## Work to be completed
Report the number of lines in these entries that contain "Handles". Write only the number.

Saved data entries:
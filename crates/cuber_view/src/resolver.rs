//! Pointer gestures that twist the cube.

use std::fmt;

use cgmath::ElementWise;
use cuber_core::{CUBELET_SIZE, Cube, Face, GroupAxis, GroupId};
use cuber_math::prelude::*;
use cuber_prefs::InteractionPreferences;
use float_ord::FloatOrd;
use web_time::Instant;

use crate::{PointerEvent, Viewport};

/// Angle of a twist per cubelet-width of pointer travel, before sensitivity.
const RADIANS_PER_CUBELET: Float = std::f32::consts::FRAC_PI_6;

/// Listener called with the struck slot index and face when the pointer is
/// released without dragging.
type TapListener = Box<dyn FnMut(usize, Face)>;

/// Progress of a pointer gesture.
#[derive(Debug, Copy, Clone, PartialEq, Eq)]
pub enum DragState {
    /// Pointer is pressed but has not moved far enough to pick a group.
    Dragging,
    /// Pointer drag is rotating a group. The group is `None` if the cube
    /// refused to hold it.
    Rotating {
        /// Group being rotated.
        group: Option<GroupId>,
    },
}

/// Face of the cube struck by the pointer at the start of a gesture.
#[derive(Debug, Copy, Clone, PartialEq)]
pub struct Holder {
    /// Visible face whose plane was struck.
    pub plane: Face,
    /// Index of the struck slot.
    pub index: usize,
    /// Unit direction of the drag along the struck plane, signed by its
    /// cross product with the face normal. Zero until a group is matched.
    pub finger: Vector3<Float>,
}

/// State machine that turns pointer input into twists.
///
/// Pressing the pointer on one of the visible faces (`R`, `U`, or `F`) and
/// dragging along it twists the layer under the pointer. Dragging on the
/// background rotates the whole cube. Releasing the pointer commits the twist
/// to the nearest quarter turn, completing quick flicks to a full quarter
/// turn.
pub struct GestureResolver {
    prefs: InteractionPreferences,

    state: Option<DragState>,
    /// Live drag angle, which the displayed angle follows.
    angle: Float,
    lock: bool,
    disable: bool,

    down: Point2<f32>,
    current: Point2<f32>,
    start: Instant,
    holder: Option<Holder>,

    taps: Vec<TapListener>,
}
impl fmt::Debug for GestureResolver {
    fn fmt(&self, f: &mut fmt::Formatter<'_>) -> fmt::Result {
        f.debug_struct("GestureResolver")
            .field("prefs", &self.prefs)
            .field("state", &self.state)
            .field("angle", &self.angle)
            .field("lock", &self.lock)
            .field("disable", &self.disable)
            .field("down", &self.down)
            .field("current", &self.current)
            .field("holder", &self.holder)
            .finish_non_exhaustive()
    }
}
impl GestureResolver {
    /// Constructs an idle gesture resolver.
    pub fn new(prefs: InteractionPreferences) -> Self {
        Self {
            prefs,

            state: None,
            angle: 0.0,
            lock: false,
            disable: false,

            down: Point2::new(0.0, 0.0),
            current: Point2::new(0.0, 0.0),
            start: Instant::now(),
            holder: None,

            taps: vec![],
        }
    }

    /// Replaces the interaction preferences.
    pub fn set_prefs(&mut self, prefs: InteractionPreferences) {
        self.prefs = prefs;
    }
    /// Returns the interaction preferences.
    pub fn prefs(&self) -> &InteractionPreferences {
        &self.prefs
    }

    /// Returns the progress of the current gesture, or `None` if the pointer
    /// is released.
    pub fn state(&self) -> Option<DragState> {
        self.state
    }
    /// Returns the struck face of the current gesture, if any.
    pub fn holder(&self) -> Option<&Holder> {
        self.holder.as_ref()
    }
    /// Returns the live drag angle.
    pub fn angle(&self) -> Float {
        self.angle
    }

    /// Returns whether drags are prevented from committing twists.
    pub fn is_locked(&self) -> bool {
        self.lock
    }
    /// Sets whether drags are prevented from committing twists. Any gesture
    /// in progress is released first.
    pub fn set_lock(&mut self, cube: &mut Cube, lock: bool) {
        self.handle_up(cube, Instant::now());
        self.lock = lock;
    }

    /// Returns whether pointer presses are ignored.
    pub fn is_disabled(&self) -> bool {
        self.disable
    }
    /// Sets whether pointer presses are ignored. Any gesture in progress is
    /// released first.
    pub fn set_disable(&mut self, cube: &mut Cube, disable: bool) {
        self.handle_up(cube, Instant::now());
        self.disable = disable;
    }

    /// Registers a listener for taps, which are called with the struck slot
    /// index and face. Pass them to [`Cube::toggle_strip()`] to strip the
    /// tapped sticker.
    pub fn on_tap(&mut self, listener: impl FnMut(usize, Face) + 'static) {
        self.taps.push(Box::new(listener));
    }

    /// Handles pointer input. Returns whether the event was consumed.
    pub fn touch(&mut self, cube: &mut Cube, viewport: &impl Viewport, event: PointerEvent) -> bool {
        self.touch_at(cube, viewport, event, Instant::now())
    }

    /// Handles pointer input that happened at time `now`. Returns whether the
    /// event was consumed.
    pub fn touch_at(
        &mut self,
        cube: &mut Cube,
        viewport: &impl Viewport,
        event: PointerEvent,
        now: Instant,
    ) -> bool {
        let action = event.action;
        if action.is_down() {
            self.down = event.position;
            self.current = event.position;
            self.start = now;
            self.handle_down(cube, viewport, now);
        } else if action.is_move() {
            self.current = event.position;
            self.handle_move(cube, viewport);
        } else if action.is_up() {
            self.handle_up(cube, now);
        } else {
            return false;
        }
        true
    }

    /// Moves the displayed angle of the rotating group toward the live drag
    /// angle. Call once per frame. Returns whether anything changed.
    pub fn update(&mut self, cube: &mut Cube) -> bool {
        let Some(DragState::Rotating { group: Some(id) }) = self.state else {
            return false;
        };
        let current = cube.group(id).angle();
        if current == self.angle {
            return false;
        }
        let delta = (self.angle - current) * self.prefs.follow_factor;
        cube.group_mut(id).set_angle(current + delta);
        true
    }

    /// Returns the single-layer group that dragging along `finger` on the
    /// face `plane` at slot `index` would turn: the layer containing the slot
    /// along the axis perpendicular to both the face normal and the drag.
    pub fn match_group(cube: &Cube, plane: Face, finger: Vector3<Float>, index: usize) -> Option<GroupId> {
        let normal = plane.vector();
        let axis = Axis::iter().find(|axis| {
            let v = axis.unit_vec3();
            is_approx_perpendicular(v, normal) && is_approx_perpendicular(v, finger)
        })?;
        let layer = axis.coordinate_of_index(index, cube.order() as usize) as u16 + 1;
        cube.groups().layers(axis.into(), layer, layer)
    }

    fn handle_down(&mut self, cube: &mut Cube, viewport: &impl Viewport, now: Instant) {
        if self.disable {
            return;
        }
        if self.state.is_some() {
            self.handle_up(cube, now);
        }
        self.state = Some(DragState::Dragging);
        self.holder = None;
        self.angle = 0.0;
        cube.speedup();

        let Some(ray) = viewport.ray(self.down) else {
            return;
        };
        let half = cube.size() / 2.0;
        let struck = [Face::R, Face::U, Face::F]
            .into_iter()
            .filter_map(|face| {
                let point = ray.intersect_plane(&face_plane(face, half))?;
                let in_bounds = [point.x, point.y, point.z]
                    .iter()
                    .all(|c| c.abs() <= half + EPSILON);
                in_bounds.then_some((face, point))
            })
            .min_by_key(|(_, point)| FloatOrd((point - ray.origin).magnitude2()));

        if let Some((face, point)) = struck {
            let index = slot_index_at(point, cube.size(), cube.order() as usize);
            log::trace!("pointer struck face {face} at slot {index}");
            self.holder = Some(Holder {
                plane: face,
                index,
                finger: Vector3::new(0.0, 0.0, 0.0),
            });
        }
    }

    fn handle_move(&mut self, cube: &mut Cube, viewport: &impl Viewport) {
        if self.disable {
            return;
        }
        let dx = self.current.x - self.down.x;
        let dy = self.current.y - self.down.y;

        if self.state == Some(DragState::Dragging) {
            let distance = dx.hypot(dy);
            if !self.prefs.exceeds_drag_threshold(viewport.size(), distance) {
                return;
            }
            cube.finish();
            if cube.is_locked() {
                log::trace!("cube is busy; abandoning gesture");
                self.state = None;
                self.holder = None;
                return;
            }

            let mut group = self.struck_group(cube, viewport);
            if group.is_none() {
                // Background drag, or a drag that doesn't match any layer.
                self.holder = None;
                group = background_group(cube, viewport, self.down, dx, dy);
            }
            let group = group.filter(|&id| match cube.group_mut(id).hold() {
                Ok(()) => true,
                Err(e) => {
                    log::warn!("unable to rotate group: {e}");
                    false
                }
            });
            log::trace!("drag rotating {:?}", group.map(|id| cube.group(id).key()));
            self.state = Some(DragState::Rotating { group });
        }

        let Some(DragState::Rotating { group: Some(id) }) = self.state else {
            return;
        };
        let travel = match self.holder {
            Some(holder) => {
                let Some(drag) = plane_drag(viewport, holder.plane, cube.size(), self.down, self.current)
                else {
                    return;
                };
                let axis_sum = component_sum(cube.group(id).axis().vector());
                -component_sum(drag.mul_element_wise(holder.finger)) * axis_sum
            }
            None => match cube.group(id).axis() {
                GroupAxis::Signed(axis) => match axis.axis {
                    Axis::X => dy,
                    Axis::Y => dx,
                    Axis::Z => -dy,
                },
                GroupAxis::Diagonal => 0.0,
            },
        };
        self.angle = travel / CUBELET_SIZE * RADIANS_PER_CUBELET * self.prefs.drag_sensitivity;
    }

    /// Picks the layer under a struck face from the drag direction and
    /// records the signed finger direction.
    fn struck_group(&mut self, cube: &Cube, viewport: &impl Viewport) -> Option<GroupId> {
        let holder = self.holder.as_mut()?;
        let drag = plane_drag(viewport, holder.plane, cube.size(), self.down, self.current)?;

        let max = drag.x.abs().max(drag.y.abs()).max(drag.z.abs());
        let dominant = drag.map(|c| if c.abs() == max { c } else { 0.0 });
        let squared = dominant.mul_element_wise(dominant);
        if !is_approx_nonzero(&squared.magnitude2()) {
            return None;
        }
        let finger = squared.normalize();

        let group = Self::match_group(cube, holder.plane, finger, holder.index)?;
        holder.finger = finger * component_sum(finger.cross(holder.plane.vector()));
        Some(group)
    }

    fn handle_up(&mut self, cube: &mut Cube, now: Instant) {
        match self.state {
            Some(DragState::Dragging) => {
                if let Some(holder) = self.holder {
                    log::trace!("tap on face {} at slot {}", holder.plane, holder.index);
                    for tap in &mut self.taps {
                        tap(holder.index, holder.plane);
                    }
                }
            }
            Some(DragState::Rotating { group: Some(id) }) => {
                let angle = if self.lock {
                    0.0
                } else {
                    self.flick(now.saturating_duration_since(self.start).as_secs_f32())
                };
                if let Err(e) = cube.group_mut(id).twist(Some(angle)) {
                    log::warn!("unable to commit drag twist: {e}");
                }
            }
            Some(DragState::Rotating { group: None }) | None => (),
        }
        self.state = None;
        self.holder = None;
    }

    /// Returns the angle to commit for a drag that lasted `elapsed` seconds,
    /// completing short quick drags to a full quarter turn.
    fn flick(&self, elapsed: f32) -> Float {
        let angle = self.angle;
        if angle.abs() < QUARTER_TURN / 2.0 && angle != 0.0 {
            let speed = angle.abs() / elapsed;
            if speed > self.prefs.flick_speed_threshold {
                return QUARTER_TURN.copysign(angle);
            }
        }
        angle
    }
}

/// Returns the plane of a visible face of a cube whose half-width is `half`.
fn face_plane(face: Face, half: Float) -> Plane {
    Plane::new(face.vector(), -half)
}

/// Returns the index of the slot at a point on the surface of a cube.
fn slot_index_at(point: Point3<Float>, size: Float, order: usize) -> usize {
    let coordinate = |c: Float| {
        let i = ((c / size + 0.5) * order as Float).ceil() as i64 - 1;
        i.clamp(0, order as i64 - 1) as usize
    };
    (coordinate(point.z) * order + coordinate(point.y)) * order + coordinate(point.x)
}

/// Returns the vector between the points under two screen positions on the
/// plane of a face.
fn plane_drag(
    viewport: &impl Viewport,
    face: Face,
    size: Float,
    from: Point2<f32>,
    to: Point2<f32>,
) -> Option<Vector3<Float>> {
    let plane = face_plane(face, size / 2.0);
    let start = viewport.ray(from)?.intersect_plane(&plane)?;
    let end = viewport.ray(to)?.intersect_plane(&plane)?;
    Some(end - start)
}

/// Picks a whole-cube rotation for a drag on the background: horizontal
/// drags turn around `y`, and vertical drags turn around `x` on the left of
/// the cube and `z` on the right.
fn background_group(
    cube: &Cube,
    viewport: &impl Viewport,
    down: Point2<f32>,
    dx: f32,
    dy: f32,
) -> Option<GroupId> {
    let axis = if dx * dx > dy * dy {
        Axis::Y
    } else {
        let half = cube.size() / 2.0;
        let corner = viewport.project(Point3::new(half, 0.0, half));
        match corner {
            Some(corner) if down.x < corner.x.round() => Axis::X,
            _ => Axis::Z,
        }
    };
    cube.groups().rotation(axis)
}

fn component_sum(v: Vector3<Float>) -> Float {
    v.x + v.y + v.z
}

## Solution to the exercise
2